Originally built in the early 1900s, the Brooklands Road office building was refurbished in the 1980s. However, with only single-sided ventilation available through manually opening windows, increased use of IT and a growing number of occupants, it suffered from uncomfortable indoor temperatures during the summer. Summer mornings were a particular problem with only the existing single-sided opening windows – internal temperatures rose quickly, as there was no way of removing warm air from the building at night. Studies showed that one day in July saw the office temperature rise to 31ºC. Thermal modelling showed that if only stack-driven natural ventilation was used with these higher heat gains, temperatures would rise above 25°C for 13% of the occupied time and also exceed 28°C for 3% of the occupied time.

It was clear that a natural ventilation-only system would not provide occupants with the comfort they needed to work productively, in this higher heat gain space. However, the seemingly simple solution of switching to an entirely air-conditioned environment would have created high energy costs and resulting carbon dioxide (CO2) emissions. The solution employed was a combination of passive ventilation with spot comfort cooling – mixed mode.
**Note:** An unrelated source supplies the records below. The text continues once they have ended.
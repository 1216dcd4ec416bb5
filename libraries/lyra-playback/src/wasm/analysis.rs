//! Web Audio analyser backend

use super::js_message;
use crate::error::{PlaybackError, Result};
use crate::host::AnalysisBackend;
use wasm_bindgen_futures::JsFuture;
use web_sys::{
    AnalyserNode, AudioContext, AudioContextState, HtmlAudioElement, MediaElementAudioSourceNode,
};

/// `AudioContext` + `AnalyserNode` wired to the speakers
///
/// A media element can feed only one `MediaElementAudioSourceNode` per
/// context, so source nodes are created once per element and reused.
#[derive(Default)]
pub struct WebAudioAnalysis {
    graph: Option<Graph>,
    sources: Vec<(HtmlAudioElement, MediaElementAudioSourceNode)>,
}

struct Graph {
    context: AudioContext,
    analyser: AnalyserNode,
}

impl WebAudioAnalysis {
    pub fn new() -> Self {
        Self::default()
    }
}

fn not_initialized() -> PlaybackError {
    PlaybackError::UnsupportedEnvironment("analyser not initialized".into())
}

impl AnalysisBackend for WebAudioAnalysis {
    type Source = HtmlAudioElement;

    fn initialize(&mut self, fft_size: u32) -> Result<usize> {
        let unsupported =
            |e: wasm_bindgen::JsValue| PlaybackError::UnsupportedEnvironment(js_message(&e));

        let context = AudioContext::new().map_err(unsupported)?;
        let analyser = context.create_analyser().map_err(unsupported)?;
        analyser.set_fft_size(fft_size);
        analyser
            .connect_with_audio_node(&context.destination())
            .map_err(unsupported)?;

        let bins = analyser.frequency_bin_count() as usize;
        self.graph = Some(Graph { context, analyser });
        Ok(bins)
    }

    fn connect(&mut self, source: &HtmlAudioElement) -> Result<()> {
        let graph = self.graph.as_ref().ok_or_else(not_initialized)?;
        let hardware = |e: wasm_bindgen::JsValue| PlaybackError::Hardware(js_message(&e));

        let node = match self.sources.iter().find(|(el, _)| el == source) {
            Some((_, node)) => node.clone(),
            None => {
                let node = graph
                    .context
                    .create_media_element_source(source)
                    .map_err(hardware)?;
                self.sources.push((source.clone(), node.clone()));
                node
            }
        };

        node.connect_with_audio_node(&graph.analyser)
            .map(|_| ())
            .map_err(hardware)
    }

    fn disconnect(&mut self, source: &HtmlAudioElement) {
        let Some(graph) = self.graph.as_ref() else {
            return;
        };
        if let Some((_, node)) = self.sources.iter().find(|(el, _)| el == source) {
            if let Err(e) = node.disconnect_with_audio_node(&graph.analyser) {
                tracing::warn!(error = %js_message(&e), "Failed to disconnect analysis source");
            }
        }
    }

    fn frequency_data(&mut self, out: &mut [u8]) {
        if let Some(graph) = &self.graph {
            graph.analyser.get_byte_frequency_data(out);
        }
    }

    fn is_suspended(&self) -> bool {
        self.graph
            .as_ref()
            .is_some_and(|g| g.context.state() == AudioContextState::Suspended)
    }

    async fn resume(&mut self) -> Result<()> {
        let promise = self
            .graph
            .as_ref()
            .ok_or_else(not_initialized)?
            .context
            .resume()
            .map_err(|e| PlaybackError::Hardware(js_message(&e)))?;
        JsFuture::from(promise)
            .await
            .map(|_| ())
            .map_err(|e| PlaybackError::Hardware(js_message(&e)))
    }
}
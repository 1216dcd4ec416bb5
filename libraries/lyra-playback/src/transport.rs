//! Transport state machine
//!
//! ```text
//! Idle ──Load──▶ Loading ──MetadataLoaded──▶ Paused ──PlayStarted──▶ Playing
//!                   │                          ▲                       │
//!                   └─────PlayStarted──────────┼──────────────────────▶│
//!                                              └────────Paused─────────┤
//!                                                                      ▼
//!                            Loading ◀──Load── Ended ◀──────Ended──────┘
//! ```
//!
//! `Stopped` and `LoadFailed` return to `Idle` from anywhere.

use crate::types::PlaybackState;

/// Inputs to the transport state machine
#[derive(Debug, Clone, Copy, PartialEq, Eq, Hash)]
pub enum TransportEvent {
    /// A new source was assigned
    Load,
    /// The source's duration became known
    MetadataLoaded,
    /// The hardware confirmed playback start
    PlayStarted,
    /// Playback was paused
    Paused,
    /// The source played to its end
    Ended,
    /// The session let go of its track
    Stopped,
    /// The source was rejected or failed to decode
    LoadFailed,
}

/// Next transport state for `event` in `state`
pub fn transition(state: PlaybackState, event: TransportEvent) -> PlaybackState {
    use PlaybackState::{Ended, Idle, Loading, Paused, Playing};

    match (state, event) {
        (_, TransportEvent::Load) => Loading,
        (_, TransportEvent::Stopped | TransportEvent::LoadFailed) => Idle,

        (Loading, TransportEvent::MetadataLoaded) => Paused,
        (other, TransportEvent::MetadataLoaded) => other,

        (Loading | Paused | Ended | Playing, TransportEvent::PlayStarted) => Playing,
        (Idle, TransportEvent::PlayStarted) => Idle,

        (Idle, TransportEvent::Paused) => Idle,
        (_, TransportEvent::Paused) => Paused,

        (Idle, TransportEvent::Ended) => Idle,
        (_, TransportEvent::Ended) => Ended,
    }
}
Annual energy use has been reduced by more than 41% for the whole building compared with a full mechanical system – 19% of the savings resulting from the use of night cooling. As daytime temperatures rise, passive ventilation draws external air into the office space. As inside temperatures rise beyond a set point, the building energy management system automatically switches on the spot cooling. As late afternoon temperatures fall, the comfort cooling turns off and the building returns to natural ventilation mode.

Night cooling has played a large part in achieving the outstanding energy reductions. By utilising low night-time external air temperature on a typical day in mid-July, there is a 57% reduction in energy consumption – 39% of this is directly attributed to night cooling.

The natural ventilation system uses the plenum of the ceiling void and discreet vents above the windows to allow outdoor fresh air into the building in a controlled way. Exhaust air is removed by the stack effect via roof mounted terminals. No mechanical component is used for ventilation, yet fresh air still remains within minimum recommended levels. By reducing the mechanical elements in the system, energy is saved, as are maintenance costs.

The air-conditioning system also makes a large contribution to the overall energy efficiency of the mixed-mode system, as it uses inverter-driven technology – the night cooling effect also means that it can work at part load most of the time. Night cooling ensures that there is no need for using the air-conditioning system before occupants arrive. As well as reducing energy costs, the system creates a better internal environment for occupants by maintaining low internal CO2 levels.

This use of a mixed-mode system in the Brooklands Road office building demonstrates that natural ventilation can work in an existing building. Selection of air-conditioning equipment that is energy efficient, even at part loads, has ensured that building energy use is minimised. Figures 1 and 2 demonstrate the load profiles and energy consumption of the mixed-mode system in this application when compared with notional mechanical systems.